When counting the number of journalists killed by the Israeli army since October 2023 in both Gaza and Lebanon, the tally comes to 155—"an unprecedented massacre," according to the roundup.
Multiple journalists were also killed in Pakistan, Bangladesh, Mexico, Sudan, Myanmar, Colombia, and Ukraine, according to the report, and hundreds more were detained and are now behind bars in countries including Israel, China, and Russia.
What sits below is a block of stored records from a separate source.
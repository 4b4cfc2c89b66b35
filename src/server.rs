use std::collections::HashMap;
use std::net::SocketAddr;
use std::sync::Arc;

use axum::extract::{Path, State};
use axum::http::StatusCode;
use axum::response::{IntoResponse, Response};
use axum::routing::{get, post, put};
use axum::Json;
use axum::Router;
use futures::StreamExt;
use serde::{Deserialize, Serialize};
use serde_json::json;
use tokio::sync::{Mutex, RwLock};
use tracing::Instrument;
use uuid::Uuid;

use crate::catalog::AgentProfile;
use crate::config::Credentials;
use crate::error::{AssistantError, Result};
use crate::gateway::ToolGateway;
use crate::llm::{LanguageModel, ModelFactory};
use crate::message::ConversationTurn;
use crate::session::ChatSession;

struct SessionEntry {
    chat: ChatSession<dyn LanguageModel>,
    credentials: Credentials,
}

/// Owns every user's session. Sessions share the gateway and profile but
/// nothing mutable.
pub struct SessionManager {
    profile: Arc<AgentProfile>,
    gateway: Arc<ToolGateway>,
    models: ModelFactory,
    default_credentials: Credentials,
    max_steps: usize,
    sessions: RwLock<HashMap<Uuid, Arc<Mutex<SessionEntry>>>>,
}

impl SessionManager {
    pub fn new(
        profile: AgentProfile,
        gateway: ToolGateway,
        models: ModelFactory,
        default_credentials: Credentials,
    ) -> Self {
        Self {
            profile: Arc::new(profile),
            gateway: Arc::new(gateway),
            models,
            default_credentials,
            max_steps: 8,
            sessions: RwLock::new(HashMap::new()),
        }
    }

    pub fn with_max_steps(mut self, max_steps: usize) -> Self {
        self.max_steps = max_steps.max(1);
        self
    }

    pub fn profile(&self) -> &AgentProfile {
        &self.profile
    }

    pub async fn create(&self, api_key: Option<String>) -> Result<Uuid> {
        let mut credentials = self.default_credentials.clone();
        if let Some(key) = api_key {
            credentials.set_override(key)?;
        }
        let model = (self.models)(&credentials)?;
        let chat = ChatSession::new(model, Arc::clone(&self.gateway))
            .with_system_prompt(self.profile.system_prompt.clone())
            .with_max_steps(self.max_steps);

        let id = Uuid::new_v4();
        self.sessions.write().await.insert(
            id,
            Arc::new(Mutex::new(SessionEntry { chat, credentials })),
        );
        tracing::info!(session = %id, "session created");
        Ok(id)
    }

    async fn entry(&self, id: Uuid) -> Option<Arc<Mutex<SessionEntry>>> {
        self.sessions.read().await.get(&id).cloned()
    }

    pub async fn remove(&self, id: Uuid) -> bool {
        let removed = self.sessions.write().await.remove(&id).is_some();
        if removed {
            tracing::info!(session = %id, "session removed");
        }
        removed
    }

    pub async fn len(&self) -> usize {
        self.sessions.read().await.len()
    }

    pub async fn is_empty(&self) -> bool {
        self.sessions.read().await.is_empty()
    }
}

pub fn router(manager: Arc<SessionManager>) -> Router {
    Router::new()
        .route("/health", get(|| async { "ok" }))
        .route("/agent", get(describe_agent))
        .route("/sessions", post(create_session))
        .route("/sessions/:id", axum::routing::delete(delete_session))
        .route(
            "/sessions/:id/messages",
            post(send_message).get(list_messages).delete(clear_messages),
        )
        .route("/sessions/:id/api_key", put(update_api_key))
        .with_state(manager)
}

pub async fn serve(manager: Arc<SessionManager>, addr: SocketAddr) -> Result<()> {
    let listener = tokio::net::TcpListener::bind(addr).await?;
    tracing::info!(%addr, "listening");
    axum::serve(listener, router(manager).into_make_service())
        .await
        .map_err(|err| AssistantError::Protocol(format!("server error: {err}")))?;
    Ok(())
}

fn error_response(status: StatusCode, message: impl Into<String>) -> Response {
    (status, Json(json!({ "error": message.into() }))).into_response()
}

fn session_not_found(id: Uuid) -> Response {
    error_response(StatusCode::NOT_FOUND, format!("session {id} not found"))
}

#[derive(Serialize)]
struct TurnView {
    #[serde(flatten)]
    turn: ConversationTurn,
    activity: String,
}

impl From<ConversationTurn> for TurnView {
    fn from(turn: ConversationTurn) -> Self {
        let activity = turn.activity_label();
        Self { turn, activity }
    }
}

async fn describe_agent(State(state): State<Arc<SessionManager>>) -> impl IntoResponse {
    let profile = state.profile();
    Json(json!({
        "name": profile.name,
        "model": profile.model,
        "greeting": profile.greeting,
        "tools": state.gateway.describe(),
    }))
}

#[derive(Debug, Default, Deserialize)]
struct CreateSessionRequest {
    #[serde(default)]
    api_key: Option<String>,
}

async fn create_session(
    State(state): State<Arc<SessionManager>>,
    body: Option<Json<CreateSessionRequest>>,
) -> Response {
    let request = body.map(|Json(req)| req).unwrap_or_default();
    match state.create(request.api_key).await {
        Ok(id) => (
            StatusCode::CREATED,
            Json(json!({ "session_id": id, "greeting": state.profile().greeting })),
        )
            .into_response(),
        Err(AssistantError::Config(message)) => error_response(
            StatusCode::BAD_REQUEST,
            format!("Enter an API key to begin chatting ({message})"),
        ),
        Err(err) => error_response(StatusCode::INTERNAL_SERVER_ERROR, err.to_string()),
    }
}

async fn delete_session(
    State(state): State<Arc<SessionManager>>,
    Path(id): Path<Uuid>,
) -> Response {
    if state.remove(id).await {
        StatusCode::NO_CONTENT.into_response()
    } else {
        session_not_found(id)
    }
}

#[derive(Debug, Deserialize)]
struct MessageRequest {
    content: String,
}

async fn send_message(
    State(state): State<Arc<SessionManager>>,
    Path(id): Path<Uuid>,
    Json(req): Json<MessageRequest>,
) -> Response {
    if req.content.trim().is_empty() {
        return error_response(StatusCode::BAD_REQUEST, "message content must not be empty");
    }
    let Some(entry) = state.entry(id).await else {
        return session_not_found(id);
    };
    let span = tracing::info_span!("session", session = %id, agent = %state.profile().name);

    async move {
        let mut entry = entry.lock().await;
        let mut produced: Vec<TurnView> = Vec::new();
        let turns = entry.chat.submit(req.content);
        futures::pin_mut!(turns);
        while let Some(turn) = turns.next().await {
            match turn {
                Ok(turn) => {
                    record_turn(&turn);
                    produced.push(turn.into());
                }
                Err(err) => {
                    tracing::error!(error = %err, "turn failed");
                    return (
                        StatusCode::BAD_GATEWAY,
                        Json(json!({ "error": err.to_string(), "turns": produced })),
                    )
                        .into_response();
                }
            }
        }
        Json(json!({ "turns": produced })).into_response()
    }
    .instrument(span)
    .await
}

/// Audit line for every turn a session produces.
fn record_turn(turn: &ConversationTurn) {
    let tool = turn
        .tool_call
        .as_ref()
        .map(|call| call.name.as_str())
        .or_else(|| turn.tool_response.as_ref().map(|response| response.name.as_str()))
        .unwrap_or("-");
    let status = match &turn.tool_response {
        Some(response) if response.result.is_ok() => "ok",
        Some(_) => "error",
        None => "-",
    };
    tracing::info!(role = ?turn.role, tool, status, content = %turn.content, "turn produced");
}

async fn list_messages(
    State(state): State<Arc<SessionManager>>,
    Path(id): Path<Uuid>,
) -> Response {
    let Some(entry) = state.entry(id).await else {
        return session_not_found(id);
    };
    let entry = entry.lock().await;
    let turns: Vec<TurnView> = entry
        .chat
        .history()
        .iter()
        .cloned()
        .map(TurnView::from)
        .collect();
    Json(json!({ "turns": turns })).into_response()
}

async fn clear_messages(
    State(state): State<Arc<SessionManager>>,
    Path(id): Path<Uuid>,
) -> Response {
    let Some(entry) = state.entry(id).await else {
        return session_not_found(id);
    };
    entry.lock().await.chat.clear();
    StatusCode::NO_CONTENT.into_response()
}

#[derive(Debug, Deserialize)]
struct ApiKeyRequest {
    api_key: String,
}

async fn update_api_key(
    State(state): State<Arc<SessionManager>>,
    Path(id): Path<Uuid>,
    Json(req): Json<ApiKeyRequest>,
) -> Response {
    let Some(entry) = state.entry(id).await else {
        return session_not_found(id);
    };
    let mut entry = entry.lock().await;

    let mut credentials = entry.credentials.clone();
    if let Err(err) = credentials.set_override(req.api_key) {
        return error_response(StatusCode::BAD_REQUEST, err.to_string());
    }
    match (state.models)(&credentials) {
        Ok(model) => {
            entry.chat.set_model(model);
            let masked = credentials.masked();
            entry.credentials = credentials;
            Json(json!({ "using_key": masked })).into_response()
        }
        Err(err) => error_response(StatusCode::BAD_REQUEST, err.to_string()),
    }
}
Meanwhile, in a statement released Thursday, the International Federation of Journalists (IFJ) announced that at least 139 Palestinian journalists and media workers have been killed since the war in Gaza began in 2023, and in a statement released Wednesday, IFJ announced that 104 journalists had perished worldwide this year (which includes deaths from January 1 through December 10). IFJ's number for all of 2024 appears to be higher than RSF because RSF is only counting deaths that occurred "on the job or in connection with their work."
IFJ lists out each of the slain journalists in its 139 count, which includes the journalist Hamza Al-Dahdouh, the son of Al Jazeera's Gaza bureau chief, Wael Al-Dahdouh, who was killed with journalist Mustafa Thuraya when Israeli forces targeted their car while they were in northern Rafah in January 2024.